Alternative remedy and
self-help
[35] The respondents
contend that the applicant had alternatives: the parties could have
attempted further engagement, a court application
in the normal
course, or reliance on criminal or ESTA remedies. That submission
overlooks both the conduct actually adopted and
the constitutional
injunction against self-help on either side. The applicant did not
respond with counter-self-help (for example
by demolishing the
structures itself), but rather approached this Court. The SAPS has on
the evidence, been either conflicted (given
the second respondent’s
employment there) or unwilling to intervene in the dispute. A damages
action would not prevent the
accrual of unwanted rights or undo the
construction. Further for the applicant to wait for an outcome of
future proceedings while
building and occupation at the Sikhwama
homestead continue would, in the interim, allow what the applicant
contends is unconstitutional
conduct that will continue unchecked.
[36] Conversely, if the
respondents were of the view that the applicant’s refusal of
consent was unreasonable and that their
uMsamo
could lawfully
be rebuilt notwithstanding such refusal,
Daniels v Scribante
requires them to use judicial recourse by approaching a court, not by
unilaterally demolishing and rebuilding the structure on
the basis of
a short inconclusive WhatsApp exchange.
Balance of convenience
and weighing of rights
[37] The remaining
question is where the balance of convenience lies, given the serious
constitutional and cultural interests engaged
on both sides. On the
one hand, the respondents emphasise the centrality of the Sikhwama
homestead
uMsamo
to the spiritual life of that branch of the
Nzimande family, and the spiritual leader’s instruction that
the fallen
uMsamo
be rebuilt urgently in more durable
materials following the child’s illness. On the other, the
applicant emphasises its property
and safety concerns, the history of
conflict between the parties, and the risks of allowing building to
proceed in defiance of
express instructions and without a court
order.
[38] In my view the
decisive consideration is not which side’s rights are weightier
in the abstract, that is for the main
case, but which course better
preserves the possibility of a just and orderly determination in due
course. To allow construction
and new occupation of the structures to
take place would effectively reward a form of self-help, and risk
embroiling the parties
(and this Court) in further urgent skirmishes.

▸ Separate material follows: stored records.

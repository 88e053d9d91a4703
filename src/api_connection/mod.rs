pub mod connection;
pub mod endpoints;

pub use connection::{ApiConnectionError, TextGenerator};
pub use endpoints::{GenerationRequest, JsonSchema, JsonSchemaDefinition, Provider};
use std::env;

use crate::api_connection::endpoints::{DEFAULT_API_BASE_URL, DEFAULT_MODEL};

pub const DEFAULT_API_KEY_ENV_VAR: &str = "OPENROUTER_API_KEY";

/// Runtime settings for the planner, read from the environment (and `.env`).
#[derive(Debug, Clone, PartialEq)]
pub struct PlannerConfig {
    /// Name of the variable holding the API key, not the key itself.
    pub api_key_env_var: String,
    pub model: String,
    pub api_base_url: String,
    pub only_providers: Vec<String>,
    pub temperature: Option<f32>,
    pub max_tokens: Option<u32>,
    pub site_url: String,
    pub app_name: String,
}

impl Default for PlannerConfig {
    fn default() -> Self {
        Self {
            api_key_env_var: DEFAULT_API_KEY_ENV_VAR.to_string(),
            model: DEFAULT_MODEL.to_string(),
            api_base_url: DEFAULT_API_BASE_URL.to_string(),
            only_providers: Vec::new(),
            temperature: None,
            max_tokens: None,
            site_url: "http://localhost:3000".to_string(),
            app_name: "KitchenPlanner".to_string(),
        }
    }
}

impl PlannerConfig {
    pub fn from_env() -> Self {
        dotenv::dotenv().ok();
        Self::from_lookup(|key| env::var(key).ok())
    }

    /// Builds a config from an arbitrary key lookup. Unparseable numbers fall back to unset.
    pub fn from_lookup(lookup: impl Fn(&str) -> Option<String>) -> Self {
        let defaults = Self::default();
        let non_empty = |key: &str| lookup(key).filter(|v| !v.trim().is_empty());

        let temperature = non_empty("KITCHEN_PLANNER_TEMPERATURE").and_then(|raw| {
            raw.trim().parse::<f32>().ok().or_else(|| {
                tracing::warn!(value = %raw, "ignoring invalid KITCHEN_PLANNER_TEMPERATURE");
                None
            })
        });
        let max_tokens = non_empty("KITCHEN_PLANNER_MAX_TOKENS").and_then(|raw| {
            raw.trim().parse::<u32>().ok().or_else(|| {
                tracing::warn!(value = %raw, "ignoring invalid KITCHEN_PLANNER_MAX_TOKENS");
                None
            })
        });

        Self {
            api_key_env_var: non_empty("KITCHEN_PLANNER_API_KEY_VAR")
                .unwrap_or(defaults.api_key_env_var),
            model: non_empty("KITCHEN_PLANNER_MODEL").unwrap_or(defaults.model),
            api_base_url: non_empty("KITCHEN_PLANNER_API_URL")
                .map(|url| url.trim_end_matches('/').to_string())
                .unwrap_or(defaults.api_base_url),
            only_providers: non_empty("KITCHEN_PLANNER_PROVIDERS")
                .map(|raw| {
                    raw.split(',')
                        .map(str::trim)
                        .filter(|p| !p.is_empty())
                        .map(str::to_string)
                        .collect()
                })
                .unwrap_or_default(),
            temperature,
            max_tokens,
            site_url: non_empty("SITE_URL").unwrap_or(defaults.site_url),
            app_name: non_empty("APP_NAME").unwrap_or(defaults.app_name),
        }
    }
}

#[cfg(test)]
mod tests {
    use super::*;
    use std::collections::HashMap;

    fn lookup(pairs: &[(&str, &str)]) -> impl Fn(&str) -> Option<String> {
        let map: HashMap<String, String> = pairs
            .iter()
            .map(|(k, v)| (k.to_string(), v.to_string()))
            .collect();
        move |key| map.get(key).cloned()
    }

    #[test]
    fn empty_environment_yields_defaults() {
        let config = PlannerConfig::from_lookup(lookup(&[]));
        assert_eq!(config, PlannerConfig::default());
        assert_eq!(config.api_key_env_var, "OPENROUTER_API_KEY");
    }

    #[test]
    fn overrides_are_applied_and_trimmed() {
        let config = PlannerConfig::from_lookup(lookup(&[
            ("KITCHEN_PLANNER_MODEL", "openai/gpt-4o-mini"),
            ("KITCHEN_PLANNER_API_URL", "http://127.0.0.1:9000/v1/"),
            ("KITCHEN_PLANNER_PROVIDERS", "Cerebras, , Groq"),
            ("KITCHEN_PLANNER_TEMPERATURE", "0.4"),
            ("KITCHEN_PLANNER_MAX_TOKENS", "4096"),
        ]));
        assert_eq!(config.model, "openai/gpt-4o-mini");
        assert_eq!(config.api_base_url, "http://127.0.0.1:9000/v1");
        assert_eq!(config.only_providers, vec!["Cerebras", "Groq"]);
        assert_eq!(config.temperature, Some(0.4));
        assert_eq!(config.max_tokens, Some(4096));
    }

    #[test]
    fn invalid_numbers_are_ignored() {
        let config = PlannerConfig::from_lookup(lookup(&[
            ("KITCHEN_PLANNER_TEMPERATURE", "warm"),
            ("KITCHEN_PLANNER_MAX_TOKENS", "-1"),
        ]));
        assert_eq!(config.temperature, None);
        assert_eq!(config.max_tokens, None);
    }
}
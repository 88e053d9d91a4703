use serde::{Deserialize, Serialize};
use std::fmt;
use std::str::FromStr;

/// The four dish roles of a meal plan, in display order.
#[derive(Debug, Clone, Copy, PartialEq, Eq, Hash, Serialize, Deserialize)]
#[serde(rename_all = "camelCase")]
pub enum Course {
    Appetizer,
    SideDish,
    MainCourse,
    Drink,
}

impl Course {
    pub const ALL: [Course; 4] = [
        Course::Appetizer,
        Course::SideDish,
        Course::MainCourse,
        Course::Drink,
    ];

    /// Identity tag as it appears in plan JSON (`sideDish`, `mainCourse`, ...).
    pub fn key(self) -> &'static str {
        match self {
            Course::Appetizer => "appetizer",
            Course::SideDish => "sideDish",
            Course::MainCourse => "mainCourse",
            Course::Drink => "drink",
        }
    }

    pub fn label(self) -> &'static str {
        match self {
            Course::Appetizer => "Appetizer",
            Course::SideDish => "Side Dish",
            Course::MainCourse => "Main Course",
            Course::Drink => "Drink",
        }
    }
}

impl fmt::Display for Course {
    fn fmt(&self, f: &mut fmt::Formatter<'_>) -> fmt::Result {
        f.write_str(self.key())
    }
}

impl FromStr for Course {
    type Err = String;

    /// Accepts the JSON tag (`sideDish`), kebab case (`side-dish`) or the label (`Side Dish`).
    fn from_str(s: &str) -> Result<Self, Self::Err> {
        let normalized: String = s
            .chars()
            .filter(|c| c.is_alphanumeric())
            .flat_map(char::to_lowercase)
            .collect();
        match normalized.as_str() {
            "appetizer" => Ok(Course::Appetizer),
            "sidedish" => Ok(Course::SideDish),
            "maincourse" => Ok(Course::MainCourse),
            "drink" => Ok(Course::Drink),
            _ => Err(format!("unknown course: {s}")),
        }
    }
}

#[derive(Debug, Clone, PartialEq, Serialize, Deserialize)]
pub struct MealPart {
    pub id: Course,
    pub name: String,
    pub description: String,
    pub ingredients: Vec<String>,
    pub instructions: Vec<String>,
}

#[derive(Debug, Clone, PartialEq, Serialize, Deserialize)]
pub struct ShoppingCategory {
    pub category: String,
    pub items: Vec<String>,
}

#[derive(Debug, Clone, PartialEq, Serialize, Deserialize)]
#[serde(rename_all = "camelCase")]
pub struct FullMealPlan {
    pub country: String,
    pub appetizer: MealPart,
    pub side_dish: MealPart,
    pub main_course: MealPart,
    pub drink: MealPart,
    pub shopping_list: Vec<ShoppingCategory>,
}

impl FullMealPlan {
    pub fn part(&self, course: Course) -> &MealPart {
        match course {
            Course::Appetizer => &self.appetizer,
            Course::SideDish => &self.side_dish,
            Course::MainCourse => &self.main_course,
            Course::Drink => &self.drink,
        }
    }

    /// The four parts in display order.
    pub fn parts(&self) -> [&MealPart; 4] {
        [
            &self.appetizer,
            &self.side_dish,
            &self.main_course,
            &self.drink,
        ]
    }

    /// Returns a copy of the plan with `part` in its role's slot. The shopping list is left as is.
    pub fn with_part(&self, part: MealPart) -> FullMealPlan {
        let mut updated = self.clone();
        match part.id {
            Course::Appetizer => updated.appetizer = part,
            Course::SideDish => updated.side_dish = part,
            Course::MainCourse => updated.main_course = part,
            Course::Drink => updated.drink = part,
        }
        updated
    }
}

/// One dietary restriction, listed in the order used by the constraint clause.
#[derive(Debug, Clone, Copy, PartialEq, Eq, Hash)]
pub enum DietaryFlag {
    GlutenFree,
    LowCarb,
    NoAlcohol,
    NoCoffee,
}

impl DietaryFlag {
    pub const ALL: [DietaryFlag; 4] = [
        DietaryFlag::GlutenFree,
        DietaryFlag::LowCarb,
        DietaryFlag::NoAlcohol,
        DietaryFlag::NoCoffee,
    ];

    pub fn label(self) -> &'static str {
        match self {
            DietaryFlag::GlutenFree => "Gluten Free",
            DietaryFlag::LowCarb => "Low Carb",
            DietaryFlag::NoAlcohol => "No Alcohol",
            DietaryFlag::NoCoffee => "No Coffee",
        }
    }
}

#[derive(Debug, Clone, Copy, Default, PartialEq, Eq, Serialize, Deserialize)]
#[serde(rename_all = "camelCase")]
pub struct MealConstraints {
    pub gluten_free: bool,
    pub low_carb: bool,
    pub no_alcohol: bool,
    pub no_coffee: bool,
}

impl MealConstraints {
    pub fn is_set(&self, flag: DietaryFlag) -> bool {
        match flag {
            DietaryFlag::GlutenFree => self.gluten_free,
            DietaryFlag::LowCarb => self.low_carb,
            DietaryFlag::NoAlcohol => self.no_alcohol,
            DietaryFlag::NoCoffee => self.no_coffee,
        }
    }

    pub fn set(&mut self, flag: DietaryFlag, value: bool) {
        match flag {
            DietaryFlag::GlutenFree => self.gluten_free = value,
            DietaryFlag::LowCarb => self.low_carb = value,
            DietaryFlag::NoAlcohol => self.no_alcohol = value,
            DietaryFlag::NoCoffee => self.no_coffee = value,
        }
    }

    pub fn toggle(&mut self, flag: DietaryFlag) {
        let current = self.is_set(flag);
        self.set(flag, !current);
    }

    /// Active flags in fixed enumeration order.
    pub fn active(&self) -> impl Iterator<Item = DietaryFlag> + '_ {
        DietaryFlag::ALL.into_iter().filter(|flag| self.is_set(*flag))
    }
}

#[cfg(test)]
mod tests {
    use super::*;

    fn part(id: Course, name: &str) -> MealPart {
        MealPart {
            id,
            name: name.to_string(),
            description: String::new(),
            ingredients: vec![],
            instructions: vec![],
        }
    }

    #[test]
    fn course_parses_tags_kebab_case_and_labels() {
        assert_eq!("sideDish".parse::<Course>(), Ok(Course::SideDish));
        assert_eq!("main-course".parse::<Course>(), Ok(Course::MainCourse));
        assert_eq!("Side Dish".parse::<Course>(), Ok(Course::SideDish));
        assert_eq!("DRINK".parse::<Course>(), Ok(Course::Drink));
        assert!("dessert".parse::<Course>().is_err());
    }

    #[test]
    fn course_serializes_as_camel_case_tag() {
        let json = serde_json::to_string(&Course::MainCourse).unwrap();
        assert_eq!(json, "\"mainCourse\"");
        for course in Course::ALL {
            let value = serde_json::to_value(course).unwrap();
            assert_eq!(value.as_str(), Some(course.key()));
        }
    }

    #[test]
    fn with_part_replaces_only_the_matching_slot() {
        let plan = FullMealPlan {
            country: "Peru".to_string(),
            appetizer: part(Course::Appetizer, "Ceviche"),
            side_dish: part(Course::SideDish, "Papa a la Huancaina"),
            main_course: part(Course::MainCourse, "Lomo Saltado"),
            drink: part(Course::Drink, "Pisco Sour"),
            shopping_list: vec![ShoppingCategory {
                category: "Produce".to_string(),
                items: vec!["Limes".to_string()],
            }],
        };

        let updated = plan.with_part(part(Course::Drink, "Chicha Morada"));

        assert_eq!(updated.drink.name, "Chicha Morada");
        assert_eq!(updated.appetizer, plan.appetizer);
        assert_eq!(updated.main_course, plan.main_course);
        assert_eq!(updated.shopping_list, plan.shopping_list);
        assert_eq!(plan.drink.name, "Pisco Sour");
    }

    #[test]
    fn toggle_flips_a_single_flag() {
        let mut constraints = MealConstraints::default();
        constraints.toggle(DietaryFlag::NoCoffee);
        assert!(constraints.no_coffee);
        assert!(!constraints.gluten_free);
        constraints.toggle(DietaryFlag::NoCoffee);
        assert_eq!(constraints, MealConstraints::default());
    }

    #[test]
    fn plan_json_uses_camel_case_slots() {
        let plan = FullMealPlan {
            country: "Japan".to_string(),
            appetizer: part(Course::Appetizer, "Edamame"),
            side_dish: part(Course::SideDish, "Miso Soup"),
            main_course: part(Course::MainCourse, "Tonkatsu"),
            drink: part(Course::Drink, "Matcha"),
            shopping_list: vec![],
        };
        let value = serde_json::to_value(&plan).unwrap();
        assert_eq!(value["sideDish"]["id"], "sideDish");
        assert_eq!(value["mainCourse"]["name"], "Tonkatsu");
        assert!(value["shoppingList"].is_array());
    }
}
use clap::{Args, Parser, Subcommand, ValueEnum};
use std::path::PathBuf;

use crate::meal_plan::{Course, MealConstraints};

#[derive(Parser, Debug)]
#[command(
    author,
    version,
    about = "Plan a themed 4-course meal from any country",
    long_about = None
)]
pub struct Cli {
    /// Model identifier, overriding KITCHEN_PLANNER_MODEL
    #[arg(long, global = true)]
    pub model: Option<String>,

    #[command(subcommand)]
    pub command: Command,
}

#[derive(Subcommand, Debug)]
pub enum Command {
    /// Generate a full meal plan with a shopping list
    Plan {
        /// Country whose cuisine the meal should come from
        #[arg(short, long)]
        country: String,
        #[command(flatten)]
        constraints: ConstraintArgs,
        /// Write the generated plan as JSON to this file
        #[arg(long)]
        save: Option<PathBuf>,
        #[arg(long, value_enum, default_value_t = OutputFormat::Markdown)]
        format: OutputFormat,
    },
    /// Replace one course of a saved plan and refresh its shopping list
    Swap {
        /// Plan file produced by `plan --save`
        #[arg(short, long)]
        plan: PathBuf,
        #[arg(long, value_enum)]
        course: CourseArg,
        /// Theme the replacement should lean towards
        #[arg(short, long)]
        guidance: Option<String>,
        #[command(flatten)]
        constraints: ConstraintArgs,
        /// Where to write the updated plan (defaults to the input file)
        #[arg(long)]
        save: Option<PathBuf>,
    },
    /// Recompute the shopping list of a saved plan
    ShoppingList {
        #[arg(short, long)]
        plan: PathBuf,
        /// Where to write the updated plan (defaults to the input file)
        #[arg(long)]
        save: Option<PathBuf>,
    },
    /// Print a saved plan as Markdown
    Export {
        #[arg(short, long)]
        plan: PathBuf,
        /// Write the Markdown to this file instead of stdout
        #[arg(short, long)]
        out: Option<PathBuf>,
    },
}

#[derive(Args, Debug, Clone, Copy, Default)]
pub struct ConstraintArgs {
    #[arg(long)]
    pub gluten_free: bool,
    #[arg(long)]
    pub low_carb: bool,
    #[arg(long)]
    pub no_alcohol: bool,
    #[arg(long)]
    pub no_coffee: bool,
}

impl From<ConstraintArgs> for MealConstraints {
    fn from(args: ConstraintArgs) -> Self {
        MealConstraints {
            gluten_free: args.gluten_free,
            low_carb: args.low_carb,
            no_alcohol: args.no_alcohol,
            no_coffee: args.no_coffee,
        }
    }
}

#[derive(ValueEnum, Debug, Clone, Copy, PartialEq, Eq)]
pub enum CourseArg {
    Appetizer,
    SideDish,
    MainCourse,
    Drink,
}

impl From<CourseArg> for Course {
    fn from(arg: CourseArg) -> Self {
        match arg {
            CourseArg::Appetizer => Course::Appetizer,
            CourseArg::SideDish => Course::SideDish,
            CourseArg::MainCourse => Course::MainCourse,
            CourseArg::Drink => Course::Drink,
        }
    }
}

#[derive(ValueEnum, Debug, Clone, Copy, PartialEq, Eq)]
pub enum OutputFormat {
    Markdown,
    Json,
}

pub fn parse_args() -> Cli {
    Cli::parse()
}
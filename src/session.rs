use std::sync::{Mutex, MutexGuard};
use thiserror::Error;

use crate::api_connection::connection::TextGenerator;
use crate::meal_plan::{Course, DietaryFlag, FullMealPlan, MealConstraints};
use crate::planner::{GenerationError, MealPlanner};

pub const GENERATE_FAILED_MESSAGE: &str = "Failed to generate meal plan. Please try again.";
pub const SWAP_FAILED_MESSAGE: &str = "Failed to swap dish. Please try again.";
pub const STALE_LIST_MESSAGE: &str = "Dish swapped, but the shopping list could not be refreshed.";
pub const REFRESH_FAILED_MESSAGE: &str = "Failed to refresh the shopping list. Please try again.";

#[derive(Debug, Error)]
pub enum SessionError {
    #[error("country must not be blank")]
    BlankCountry,
    #[error("no meal plan has been generated yet")]
    NoPlan,
    #[error("a meal plan is already being generated")]
    GenerationInProgress,
    #[error("{0} is already being swapped")]
    SwapInProgress(Course),
    #[error(transparent)]
    Generation(#[from] GenerationError),
}

/// What a front end renders: the held plan plus progress and error indicators.
#[derive(Debug, Clone, Default, PartialEq)]
pub struct ViewState {
    pub plan: Option<FullMealPlan>,
    pub constraints: MealConstraints,
    pub loading: bool,
    pub swapping: Option<Course>,
    pub error: Option<String>,
}

impl ViewState {
    fn busy(&self) -> Result<(), SessionError> {
        if self.loading {
            return Err(SessionError::GenerationInProgress);
        }
        if let Some(course) = self.swapping {
            return Err(SessionError::SwapInProgress(course));
        }
        Ok(())
    }
}

#[derive(Debug, Clone, Copy, PartialEq, Eq)]
pub enum SwapStatus {
    /// The shopping list matches the four current dishes.
    Settled,
    /// The dish was replaced but the list still reflects the previous dishes.
    StaleShoppingList,
}

enum Activity {
    Loading,
    Swapping,
}

/// Clears the in-progress indicator on every exit path, including early returns.
struct ActivityGuard<'a> {
    state: &'a Mutex<ViewState>,
    activity: Activity,
}

impl Drop for ActivityGuard<'_> {
    fn drop(&mut self) {
        let mut state = lock(self.state);
        match self.activity {
            Activity::Loading => state.loading = false,
            Activity::Swapping => state.swapping = None,
        }
    }
}

fn lock(state: &Mutex<ViewState>) -> MutexGuard<'_, ViewState> {
    state.lock().unwrap_or_else(|poisoned| poisoned.into_inner())
}

/// Holds the current plan and enforces the interaction rules: one operation
/// at a time, plan replaced in a single assignment after each success.
///
/// The state lock is never held across a backend call, so `snapshot` can be
/// read while an operation is in flight.
pub struct PlannerSession<G> {
    planner: MealPlanner<G>,
    state: Mutex<ViewState>,
}

impl<G: TextGenerator> PlannerSession<G> {
    pub fn new(planner: MealPlanner<G>) -> Self {
        Self {
            planner,
            state: Mutex::new(ViewState::default()),
        }
    }

    /// Starts from an existing plan, e.g. one loaded from disk.
    pub fn with_plan(
        planner: MealPlanner<G>,
        plan: FullMealPlan,
        constraints: MealConstraints,
    ) -> Self {
        Self {
            planner,
            state: Mutex::new(ViewState {
                plan: Some(plan),
                constraints,
                ..ViewState::default()
            }),
        }
    }

    pub fn snapshot(&self) -> ViewState {
        lock(&self.state).clone()
    }

    pub fn plan(&self) -> Option<FullMealPlan> {
        lock(&self.state).plan.clone()
    }

    pub fn set_constraints(&self, constraints: MealConstraints) {
        lock(&self.state).constraints = constraints;
    }

    pub fn toggle_constraint(&self, flag: DietaryFlag) {
        lock(&self.state).constraints.toggle(flag);
    }

    pub async fn generate(&self, country: &str) -> Result<(), SessionError> {
        if country.trim().is_empty() {
            return Err(SessionError::BlankCountry);
        }
        let constraints = {
            let mut state = lock(&self.state);
            state.busy()?;
            state.loading = true;
            state.error = None;
            state.constraints
        };
        let _guard = ActivityGuard {
            state: &self.state,
            activity: Activity::Loading,
        };

        match self.planner.generate_full_meal_plan(country, &constraints).await {
            Ok(plan) => {
                lock(&self.state).plan = Some(plan);
                Ok(())
            }
            Err(err) => {
                tracing::error!(error = %err, country, "meal plan generation failed");
                lock(&self.state).error = Some(GENERATE_FAILED_MESSAGE.to_string());
                Err(err.into())
            }
        }
    }

    pub async fn swap(
        &self,
        course: Course,
        guidance: Option<&str>,
    ) -> Result<SwapStatus, SessionError> {
        let (plan, constraints) = {
            let mut state = lock(&self.state);
            state.busy()?;
            let plan = state.plan.clone().ok_or(SessionError::NoPlan)?;
            state.swapping = Some(course);
            state.error = None;
            (plan, state.constraints)
        };
        let _guard = ActivityGuard {
            state: &self.state,
            activity: Activity::Swapping,
        };

        match self.planner.swap_course(&plan, course, &constraints, guidance).await {
            Ok(outcome) => {
                let status = if outcome.is_settled() {
                    SwapStatus::Settled
                } else {
                    SwapStatus::StaleShoppingList
                };
                let mut state = lock(&self.state);
                state.plan = Some(outcome.plan);
                if status == SwapStatus::StaleShoppingList {
                    state.error = Some(STALE_LIST_MESSAGE.to_string());
                }
                Ok(status)
            }
            Err(err) => {
                tracing::error!(error = %err, %course, "dish swap failed");
                lock(&self.state).error = Some(SWAP_FAILED_MESSAGE.to_string());
                Err(err.into())
            }
        }
    }

    /// Recomputes the shopping list of the held plan, settling a stale one.
    pub async fn refresh_shopping_list(&self) -> Result<(), SessionError> {
        let plan = {
            let mut state = lock(&self.state);
            state.busy()?;
            let plan = state.plan.clone().ok_or(SessionError::NoPlan)?;
            state.loading = true;
            plan
        };
        let _guard = ActivityGuard {
            state: &self.state,
            activity: Activity::Loading,
        };

        match self.planner.update_shopping_list(&plan).await {
            Ok(list) => {
                let mut state = lock(&self.state);
                state.error = None;
                state.plan = Some(FullMealPlan {
                    shopping_list: list,
                    ..plan
                });
                Ok(())
            }
            Err(err) => {
                tracing::error!(
                    error = %err,
                    country = %plan.country,
                    "shopping list refresh failed"
                );
                lock(&self.state).error = Some(REFRESH_FAILED_MESSAGE.to_string());
                Err(err.into())
            }
        }
    }
}
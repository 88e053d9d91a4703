#![allow(dead_code)]

use async_trait::async_trait;
use serde_json::{json, Value};
use std::collections::VecDeque;
use std::sync::{Arc, Mutex};
use tokio::sync::Notify;

use kitchen_planner::api_connection::{ApiConnectionError, GenerationRequest, TextGenerator};

pub enum Reply {
    Text(String),
    Fail(ApiConnectionError),
    /// Waits for `release` before answering with the text.
    Gated(Arc<Notify>, String),
}

/// Backend that answers from a queue of canned replies and records every request.
#[derive(Default)]
pub struct ScriptedBackend {
    replies: Mutex<VecDeque<Reply>>,
    requests: Mutex<Vec<GenerationRequest>>,
}

impl ScriptedBackend {
    pub fn new(replies: Vec<Reply>) -> Arc<Self> {
        Arc::new(Self {
            replies: Mutex::new(replies.into()),
            requests: Mutex::new(Vec::new()),
        })
    }

    pub fn requests(&self) -> Vec<GenerationRequest> {
        self.requests.lock().unwrap().clone()
    }
}

#[async_trait]
impl TextGenerator for ScriptedBackend {
    async fn generate_json(
        &self,
        request: &GenerationRequest,
    ) -> Result<String, ApiConnectionError> {
        self.requests.lock().unwrap().push(request.clone());
        let reply = self
            .replies
            .lock()
            .unwrap()
            .pop_front()
            .expect("backend called more times than scripted");
        match reply {
            Reply::Text(text) => Ok(text),
            Reply::Fail(err) => Err(err),
            Reply::Gated(gate, text) => {
                gate.notified().await;
                Ok(text)
            }
        }
    }
}

pub fn ok(value: Value) -> Reply {
    Reply::Text(value.to_string())
}

pub fn transport_failure() -> Reply {
    Reply::Fail(ApiConnectionError::ApiError {
        status: reqwest::StatusCode::SERVICE_UNAVAILABLE,
        error_body: "upstream unavailable".to_string(),
    })
}

pub fn dish(name: &str, ingredients: &[&str]) -> Value {
    json!({
        "name": name,
        "description": format!("Traditional {name}"),
        "ingredients": ingredients,
        "instructions": ["Prepare the ingredients", format!("Serve the {name}")]
    })
}

pub fn japan_plan() -> Value {
    json!({
        "country": "Japan",
        "appetizer": dish("Edamame", &["edamame pods", "sea salt"]),
        "sideDish": dish("Miso Soup", &["white miso", "tofu", "scallions"]),
        "mainCourse": dish("Chicken Katsu", &["chicken thighs", "panko", "egg"]),
        "drink": dish("Umeshu", &["ume plums", "shochu", "rock sugar"]),
        "shoppingList": [
            {"category": "Produce", "items": ["scallions", "edamame pods"]},
            {"category": "Meat/Protein", "items": ["chicken thighs", "tofu", "egg"]},
            {"category": "Pantry", "items": ["white miso", "panko", "shochu", "ume plums", "rock sugar", "sea salt"]}
        ]
    })
}

pub fn japan_shopping_list_after_drink_swap() -> Value {
    json!([
        {"category": "Produce", "items": ["scallions", "edamame pods", "yuzu"]},
        {"category": "Meat/Protein", "items": ["chicken thighs", "tofu", "egg"]},
        {"category": "Pantry", "items": ["white miso", "panko", "sea salt", "honey"]}
    ])
}
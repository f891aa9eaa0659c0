//! Mapping anomaly records.

use crate::domain::{Address, ProjectId};
use chrono::{DateTime, Utc};
use serde::{Deserialize, Serialize};

/// Why a transfer could not be mapped to a single project.
#[derive(Debug, Clone, Copy, PartialEq, Eq, Hash, Serialize, Deserialize)]
#[serde(rename_all = "UPPERCASE")]
pub enum AnomalyReason {
    Ambiguous,
    Unmapped,
}

impl AnomalyReason {
    pub fn as_str(&self) -> &'static str {
        match self {
            AnomalyReason::Ambiguous => "AMBIGUOUS",
            AnomalyReason::Unmapped => "UNMAPPED",
        }
    }
}

impl std::fmt::Display for AnomalyReason {
    fn fmt(&self, f: &mut std::fmt::Formatter<'_>) -> std::fmt::Result {
        f.write_str(self.as_str())
    }
}

/// Evidence collected while mapping failed or was ambiguous.
#[derive(Debug, Clone, PartialEq, Eq, Serialize, Deserialize)]
pub struct Anomaly {
    pub reason: AnomalyReason,
    pub matched_accounts: Vec<Address>,
    pub matched_issuers: Vec<Address>,
    pub memo: String,
    pub candidates: Vec<ProjectId>,
}

impl Anomaly {
    pub fn ambiguous_accounts(
        matched_accounts: Vec<Address>,
        memo: &str,
        candidates: Vec<ProjectId>,
    ) -> Self {
        Anomaly {
            reason: AnomalyReason::Ambiguous,
            matched_accounts,
            matched_issuers: Vec::new(),
            memo: memo.to_string(),
            candidates,
        }
    }

    pub fn ambiguous_issuer(issuer: Address, memo: &str, candidates: Vec<ProjectId>) -> Self {
        Anomaly {
            reason: AnomalyReason::Ambiguous,
            matched_accounts: Vec::new(),
            matched_issuers: vec![issuer],
            memo: memo.to_string(),
            candidates,
        }
    }

    pub fn unmapped(memo: &str) -> Self {
        Anomaly {
            reason: AnomalyReason::Unmapped,
            matched_accounts: Vec::new(),
            matched_issuers: Vec::new(),
            memo: memo.to_string(),
            candidates: Vec::new(),
        }
    }
}

/// Persisted anomaly row.
#[derive(Debug, Clone, PartialEq, Eq)]
pub struct AnomalyRecord {
    pub recorded_at: DateTime<Utc>,
    pub tx_hash: String,
    pub issue_type: AnomalyReason,
    /// JSON-serialized [`Anomaly`].
    pub details: String,
    /// Candidate project ids joined with `", "`.
    pub suggested_project_ids: String,
}

impl AnomalyRecord {
    pub fn new(tx_hash: &str, anomaly: &Anomaly, recorded_at: DateTime<Utc>) -> Self {
        let details = serde_json::to_string(anomaly).unwrap_or_default();
        let suggested_project_ids = anomaly
            .candidates
            .iter()
            .map(ProjectId::as_str)
            .collect::<Vec<_>>()
            .join(", ");

        AnomalyRecord {
            recorded_at,
            tx_hash: tx_hash.to_string(),
            issue_type: anomaly.reason,
            details,
            suggested_project_ids,
        }
    }
}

To restrain further work and possible occupation, by contrast, does
not extinguish
the respondents’ religious or cultural claims.
[39] I am mindful that
interim restraint may be experienced by the respondents as a serious
interference with their ability to tend
to the
uMsamo
in the
manner they believe necessary. That is why any order must be narrowly
tailored. It should not prohibit all ritual activity
or access to the
homestead. Within those limits, the respondents remain free to hold
ceremonies and to utilise existing spaces,
provided they do not
contravene the clear terms of this Court’s order.
[40] Weighing the
competing prejudice in this way, I am satisfied that the balance of
convenience favours maintaining the status
quo
rather than
allowing the respondents’ building project and future
occupation to proceed. The third respondent claims to be
in
occupation of one of the structures at the Sikhwama homestead, while
the applicant disputes that claim. It is not possible to
resolve this
issue on the papers, so the safe approach is to accept for purposes
of this matter that the third respondent does
reside in one of the
structures at the Sikhwama homestead, but that no one else is allowed
to take occupation of any of the structures
until the anticipated
court proceedings are finalised or until such time that the interim
order may lapse.
A just and equitable
order
[41]
On the papers there is no real dispute that what the Nzimande family
has identified as the
uMsamo
structure is regarded by them as their ancestral shrine or altar and
that it functions as the primary point of contact between
the living
and their ancestors. The family’s evidence that rituals are
conducted there, including prayers, offerings and
the burning of
impepho
[20]
and that these are central to the spiritual life and governance of
the family was not challenged. The applicant cannot dispute
the depth
of the family’s cultural and religious beliefs, and to some
extend recognises them, although it has a different
perspective in
how it practically works out in respect of the Nzimande family. The
Court accepts both the sincerity and the gravity
of the Nzimande
family’s concern that a compromised
uMsamo
is believed to have consequences not only for the descendants of the
late Mr Sikhwama, but for the broader Nzimande lineage.
[42]
These beliefs and practices fall squarely within the protective ambit
of the Constitution: the rights to dignity (s 10), freedom
of
religion (s 15), language and culture (s 30), and the rights of
cultural, religious and linguistic communities (s 31). ESTA
itself
requires that occupiers’ rights be exercised with due regard to
their human dignity and family life, and that a just
and equitable
balance be struck between occupiers’ rights and those of the
owner. The Constitutional Court in
Hattingh
v Juta
[21]
emphasised that ESTA “
enjoins
that a just and equitable balance be struck”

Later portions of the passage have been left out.